Criminals stealing children’s Medicaid numbers. Billing Medicare for “phantom clinics” that exist only on paper. A fraudster posing as a doctor. These horror stories are real and far too frequent. According to the FBI, healthcare fraud costs the United States at least $80 billion a year, and the Ponemon Institute’s 2013 Survey on Medical Identity Theft found that 1.84 million people are victims of medical identity theft.

With millions of Americans entering the healthcare insurance market under the Affordable Care Act, fraud and abuse are expected to escalate. The time to act against medical identity theft and healthcare fraud is now.

The MIDAS Solution

To be sure, the government and health insurers are cracking down on fraud and medical identity theft, using complicated computer algorithms and other methods to break the “pay-then-chase” cycle. While helpful, these tactics are insufficient. We need a grassroots approach that involves individual patients, the way the financial services industry works with success.

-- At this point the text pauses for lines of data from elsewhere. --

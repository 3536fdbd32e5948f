//! Atomic transaction scopes.
//!
//! Every read and write against a [`Database`](crate::Database) happens
//! inside a transaction bound to one or more collections. Writes are
//! staged in memory and applied all-or-nothing when the scope closure
//! returns `Ok`; an `Err` return discards every staged write.

use crate::database::Database;
use crate::error::{StoreError, StoreResult};
use crate::scan::Scan;
use std::collections::{BTreeMap, BTreeSet};

/// An active transaction scope.
///
/// Created by [`Database::transaction`]; lives only for the duration of
/// the scope closure. Reads observe the transaction's own staged writes
/// first (read-your-writes), then the committed state.
#[derive(Debug)]
pub struct Transaction<'db> {
    db: &'db Database,
    scope: BTreeSet<String>,
    /// Staged writes: (collection, key) -> record bytes.
    writes: BTreeMap<(String, String), Vec<u8>>,
}

impl<'db> Transaction<'db> {
    pub(crate) fn new(db: &'db Database, scope: BTreeSet<String>) -> Self {
        Self {
            db,
            scope,
            writes: BTreeMap::new(),
        }
    }

    fn ensure_in_scope(&self, collection: &str) -> StoreResult<()> {
        if self.scope.contains(collection) {
            Ok(())
        } else {
            Err(StoreError::invalid_operation(format!(
                "collection {collection} is not in the transaction scope"
            )))
        }
    }

    /// Reads a record by key.
    ///
    /// A missing key is `Ok(None)`, never an error.
    pub fn get(&self, collection: &str, key: &str) -> StoreResult<Option<Vec<u8>>> {
        self.ensure_in_scope(collection)?;

        let staged = (collection.to_string(), key.to_string());
        if let Some(value) = self.writes.get(&staged) {
            return Ok(Some(value.clone()));
        }
        Ok(self.db.read_record(collection, key))
    }

    /// Stages a write. The record replaces any prior value under `key`
    /// when the transaction commits.
    pub fn put(
        &mut self,
        collection: &str,
        key: impl Into<String>,
        value: Vec<u8>,
    ) -> StoreResult<()> {
        self.ensure_in_scope(collection)?;
        self.writes
            .insert((collection.to_string(), key.into()), value);
        Ok(())
    }

    /// Opens a scan over the collection as this transaction sees it:
    /// the committed snapshot with the transaction's staged writes
    /// applied on top.
    pub fn scan_all(&self, collection: &str) -> StoreResult<Scan> {
        self.ensure_in_scope(collection)?;

        let mut snapshot: BTreeMap<String, Vec<u8>> =
            self.db.snapshot_collection(collection).into_iter().collect();
        for ((col, key), value) in &self.writes {
            if col == collection {
                snapshot.insert(key.clone(), value.clone());
            }
        }
        Ok(Scan::new(snapshot.into_iter().collect()))
    }

    /// Returns the number of staged writes.
    #[must_use]
    pub fn pending_writes(&self) -> usize {
        self.writes.len()
    }

    pub(crate) fn into_writes(self) -> BTreeMap<(String, String), Vec<u8>> {
        self.writes
    }
}
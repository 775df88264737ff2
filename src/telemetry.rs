//! Logging setup for embedders of the library.

use tracing_subscriber::EnvFilter;

/// Install a fmt subscriber filtered by `RUST_LOG`, falling back to
/// `default_filter` (e.g. [`crate::config::DEFAULT_LOG_LEVEL`]).
///
/// Safe to call more than once; later calls are no-ops. Returns whether
/// this call installed the subscriber.
pub fn init_tracing(default_filter: &str) -> bool {
    let filter =
        EnvFilter::try_from_default_env().unwrap_or_else(|_| EnvFilter::new(default_filter));
    tracing_subscriber::fmt()
        .with_env_filter(filter)
        .with_target(true)
        .try_init()
        .is_ok()
}

#[cfg(test)]
mod tests {
    use super::*;

    #[test]
    fn test_second_init_is_noop() {
        let _ = init_tracing("insight_atlas=debug");
        assert!(!init_tracing("insight_atlas=info"));
    }
}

Customers receive alerts when questionable transactions using their financial information occur. Why shouldn’t patients receive similar alerts regarding their most personal data—their healthcare information?

With MIDAS—Medical Identity Alert System—ID Experts puts the power in the hands of patients to fight healthcare fraud and medical identity theft. MIDAS is the first “alert-driven” software for healthcare payers that engages members to monitor their healthcare transactions and take control of their medical identities.

MIDAS uses real-time text messages and emails to alert members directly when a healthcare transaction is submitted. Members can then validate the transaction or tag it as “suspicious,” enabling the MIDAS team to quickly follow up. If fraud or medical identity theft has occurred, MIDAS leverages ID Experts’ proven resolution process to diagnose the problem, resolve the issue, and mitigate any harm.

How Does MIDAS Help?

One of the frustrating aspects of medical identity theft and healthcare fraud is the lack of consumer knowledge. The Ponemon survey also found that 54 percent of patients don’t check their health records and Explanation of Benefits (EOBs) for errors, either because they don’t know how or it’s too confusing.

MIDAS solves both problems because it’s easy to use and employs plain language patients can understand. Removing these barriers enables patients to act as a first line of defense against healthcare fraud and medical identity theft.

Reducing Healthcare Costs for Payers

MIDAS’s early fraud detection solution empowers patients to respond quickly, reducing healthcare costs and reducing health risks for consumers. By streamlining the investigation of fraud and medical identity theft, MIDAS will help health insurance providers to better protect members, reduce fraud losses, and lower their costs.

As competition increases among insurers, MIDAS also provides a competitive advantage. It helps payers demonstrate a proactive attitude toward fighting healthcare fraud and protecting members against medical identity theft.

Perfect Timing

As the fight against healthcare fraud enters a new phase, ID Experts and MIDAS will be formidable champions for both payers and consumers alike. This first, and only, blending of patient, provider, and data breach response experts is a powerful tool against healthcare fraud. Payers and consumers need MIDAS. Much like consumers take control of their bank accounts, it is time for consumers to take control of their medical identities.